Friday, January 14, 2011

History of Brown's Hotel

Brown's Hotel was founded in 1837. In 1859, Brown's was purchased by the Ford family. Henry Ford installed fixed baths, electric lighting and a lift (one of the first in Britain). He also created the first public dining room in London - prior to this, hotel guests hired individual suites and dined privately.

In 1889, the Ford family purchased the St George's Hotel in Albemarle Street, which backed on to Brown's, and combined the two hotels, adding a fifth floor to both properties. On Albemarle Street, a new front of stucco and entrance portico were built, and two panels of blue and gold mosaic bearing the legend of Brown's and St George's were placed on the wall (both still exist today).

The hotel has hosted some notable people. Alexander Graham Bell went to stay in 1876 to demonstrate his new invention - the telephone - and the first successful telephone call in Great Britain was made from Brown's in 1876. The Niagara Room commemorates the meeting held there in 1890 by the International Niagara Commission, which agreed on 'the adoption of electrical methods as the chief means of distributing Niagara power'; the inauguration of the alternating current system resulted and has subsequently been adopted throughout the world.

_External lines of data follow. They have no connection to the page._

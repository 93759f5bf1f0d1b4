//! Grid - Fixed-size 2-D array
//!
//! `Grid<T>` is the storage type behind every image in the pipeline:
//! intensities ([`Raster`]), validity flags ([`Mask`]) and object labels
//! ([`LabelMap`]). See [`raster`] for the statistics that only make sense
//! on real-valued grids and [`mask`] for boolean helpers.
//!
//! # Examples
//!
//! ```
//! use unclump_core::Grid;
//!
//! let mut grid: Grid<u32> = Grid::new(4, 3).unwrap();
//! grid.set(1, 2, 7).unwrap();
//! assert_eq!(grid.get(1, 2), Some(7));
//! assert_eq!(grid.get(4, 0), None);
//! ```

pub mod mask;
pub mod raster;

use crate::error::{Error, Result};

/// Real-valued intensity image
pub type Raster = Grid<f32>;

/// Boolean image; `true` marks a valid (or foreground) pixel
pub type Mask = Grid<bool>;

/// Object label image; `0` is background
pub type LabelMap = Grid<u32>;

/// Fixed-size 2-D array
///
/// # Memory Layout
///
/// Data is stored in row-major order with no padding. The element at
/// (x, y) is at index `y * width + x`.
#[derive(Debug, Clone, PartialEq)]
pub struct Grid<T> {
    /// Width in pixels
    width: u32,
    /// Height in pixels
    height: u32,
    /// Pixel data (row-major, no padding)
    data: Vec<T>,
}

impl<T: Copy + Default> Grid<T> {
    /// Create a new grid with every element set to `T::default()`
    ///
    /// # Errors
    ///
    /// Returns `Error::InvalidDimension` if width or height is 0.
    pub fn new(width: u32, height: u32) -> Result<Self> {
        Self::new_with_value(width, height, T::default())
    }
}

impl<T: Copy> Grid<T> {
    /// Create a new grid with every element set to `value`
    ///
    /// # Errors
    ///
    /// Returns `Error::InvalidDimension` if width or height is 0.
    ///
    /// # Examples
    ///
    /// ```
    /// use unclump_core::Raster;
    ///
    /// let raster = Raster::new_with_value(10, 10, 0.5).unwrap();
    /// assert_eq!(raster.get(5, 5), Some(0.5));
    /// ```
    pub fn new_with_value(width: u32, height: u32, value: T) -> Result<Self> {
        if width == 0 || height == 0 {
            return Err(Error::InvalidDimension { width, height });
        }

        let size = (width as usize) * (height as usize);
        Ok(Grid {
            width,
            height,
            data: vec![value; size],
        })
    }

    /// Create a grid from raw row-major data
    ///
    /// # Errors
    ///
    /// Returns an error if dimensions are invalid or data length doesn't match.
    pub fn from_data(width: u32, height: u32, data: Vec<T>) -> Result<Self> {
        if width == 0 || height == 0 {
            return Err(Error::InvalidDimension { width, height });
        }

        let expected_size = (width as usize) * (height as usize);
        if data.len() != expected_size {
            return Err(Error::InvalidParameter(format!(
                "data length {} doesn't match {}x{} = {}",
                data.len(),
                width,
                height,
                expected_size
            )));
        }

        Ok(Grid {
            width,
            height,
            data,
        })
    }

    /// Create a grid by evaluating `f(x, y)` at every position
    pub fn from_fn(width: u32, height: u32, mut f: impl FnMut(u32, u32) -> T) -> Result<Self> {
        if width == 0 || height == 0 {
            return Err(Error::InvalidDimension { width, height });
        }

        let mut data = Vec::with_capacity((width as usize) * (height as usize));
        for y in 0..height {
            for x in 0..width {
                data.push(f(x, y));
            }
        }

        Ok(Grid {
            width,
            height,
            data,
        })
    }

    /// Get the grid width in pixels
    #[inline]
    pub fn width(&self) -> u32 {
        self.width
    }

    /// Get the grid height in pixels
    #[inline]
    pub fn height(&self) -> u32 {
        self.height
    }

    /// Get the grid dimensions as (width, height)
    #[inline]
    pub fn dimensions(&self) -> (u32, u32) {
        (self.width, self.height)
    }

    /// Total number of elements
    #[inline]
    pub fn len(&self) -> usize {
        self.data.len()
    }

    /// Always false; a grid has at least one element
    #[inline]
    pub fn is_empty(&self) -> bool {
        self.data.is_empty()
    }

    /// Row-major index of (x, y)
    #[inline]
    pub fn index(&self, x: u32, y: u32) -> usize {
        (y as usize) * (self.width as usize) + (x as usize)
    }

    /// Position of a row-major index
    #[inline]
    pub fn coords(&self, index: usize) -> (u32, u32) {
        let w = self.width as usize;
        ((index % w) as u32, (index / w) as u32)
    }

    /// Get the element at (x, y), or `None` outside the grid
    #[inline]
    pub fn get(&self, x: u32, y: u32) -> Option<T> {
        if x < self.width && y < self.height {
            Some(self.data[self.index(x, y)])
        } else {
            None
        }
    }

    /// Get the element at signed coordinates, or `None` outside the grid
    #[inline]
    pub fn get_signed(&self, x: i64, y: i64) -> Option<T> {
        if x < 0 || y < 0 {
            return None;
        }
        self.get(x as u32, y as u32)
    }

    /// Get the element at (x, y) without bounds checking against the width
    ///
    /// Panics if the computed index is past the end of the data.
    #[inline]
    pub fn get_unchecked(&self, x: u32, y: u32) -> T {
        self.data[self.index(x, y)]
    }

    /// Set the element at (x, y)
    ///
    /// # Errors
    ///
    /// Returns `Error::IndexOutOfBounds` if (x, y) lies outside the grid.
    pub fn set(&mut self, x: u32, y: u32, value: T) -> Result<()> {
        if x >= self.width || y >= self.height {
            return Err(Error::IndexOutOfBounds {
                index: self.index(x, y),
                len: self.data.len(),
            });
        }
        let idx = self.index(x, y);
        self.data[idx] = value;
        Ok(())
    }

    /// Set the element at (x, y) without bounds checking against the width
    #[inline]
    pub fn set_unchecked(&mut self, x: u32, y: u32, value: T) {
        let idx = self.index(x, y);
        self.data[idx] = value;
    }

    /// Set every element to `value`
    pub fn fill(&mut self, value: T) {
        self.data.fill(value);
    }

    /// Get the raw data
    #[inline]
    pub fn data(&self) -> &[T] {
        &self.data
    }

    /// Get mutable access to the raw data
    #[inline]
    pub fn data_mut(&mut self) -> &mut [T] {
        &mut self.data
    }

    /// Consume the grid and return its data
    pub fn into_data(self) -> Vec<T> {
        self.data
    }

    /// Get one row of the grid
    pub fn row(&self, y: u32) -> Option<&[T]> {
        if y >= self.height {
            return None;
        }
        let start = (y as usize) * (self.width as usize);
        Some(&self.data[start..start + self.width as usize])
    }

    /// Apply `f` to every element, producing a grid of the same size
    pub fn map<U: Copy>(&self, f: impl FnMut(T) -> U) -> Grid<U> {
        Grid {
            width: self.width,
            height: self.height,
            data: self.data.iter().copied().map(f).collect(),
        }
    }

    /// Combine two grids of the same size elementwise
    ///
    /// # Errors
    ///
    /// Returns `Error::DimensionMismatch` if the sizes differ.
    pub fn zip_map<U: Copy, V: Copy>(
        &self,
        other: &Grid<U>,
        mut f: impl FnMut(T, U) -> V,
    ) -> Result<Grid<V>> {
        self.check_same_size(other)?;
        Ok(Grid {
            width: self.width,
            height: self.height,
            data: self
                .data
                .iter()
                .zip(other.data.iter())
                .map(|(&a, &b)| f(a, b))
                .collect(),
        })
    }

    /// Check if another grid has the same dimensions
    pub fn same_size<U>(&self, other: &Grid<U>) -> bool {
        self.width == other.width && self.height == other.height
    }

    /// Return an error unless another grid has the same dimensions
    ///
    /// # Errors
    ///
    /// Returns `Error::DimensionMismatch` carrying both sizes.
    pub fn check_same_size<U>(&self, other: &Grid<U>) -> Result<()> {
        if self.same_size(other) {
            Ok(())
        } else {
            Err(Error::DimensionMismatch {
                expected: self.dimensions(),
                actual: (other.width, other.height),
            })
        }
    }

    /// Check whether (x, y) lies on the outermost row or column
    #[inline]
    pub fn is_edge(&self, x: u32, y: u32) -> bool {
        x == 0 || y == 0 || x + 1 == self.width || y + 1 == self.height
    }
}

impl Grid<u32> {
    /// Largest label present, 0 for an all-background map
    pub fn max_label(&self) -> u32 {
        self.data.iter().copied().max().unwrap_or(0)
    }

    /// Foreground mask of a label map (`label > 0`)
    pub fn to_mask(&self) -> Mask {
        self.map(|v| v > 0)
    }
}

In 1886, Theodore Roosevelt stayed at Brown's prior to his second marriage. Royal guests have included Napoleon III and Princess Eugenie in 1871, Queen Elizabeth of the Belgians (who took refuge in the hotel during World War I), Haile Selassie I of Ethiopia and King George II of the Hellenes, who stayed at Brown's for nine years after his exile from Greece in 1924.

Celebrities and writers who have loved Brown's include Cecil Rhodes, founder of Rhodesia, Rudyard Kipling (who completed The Jungle Book there) and Agatha Christie, who based her 1965 thriller At Bertram's Hotel on Brown's. Historian John Lothrop Motley stayed at the hotel in 1874, as shown in a letter he wrote on the 17th of June of that year, to Dutch historian Groen van Prinsterer.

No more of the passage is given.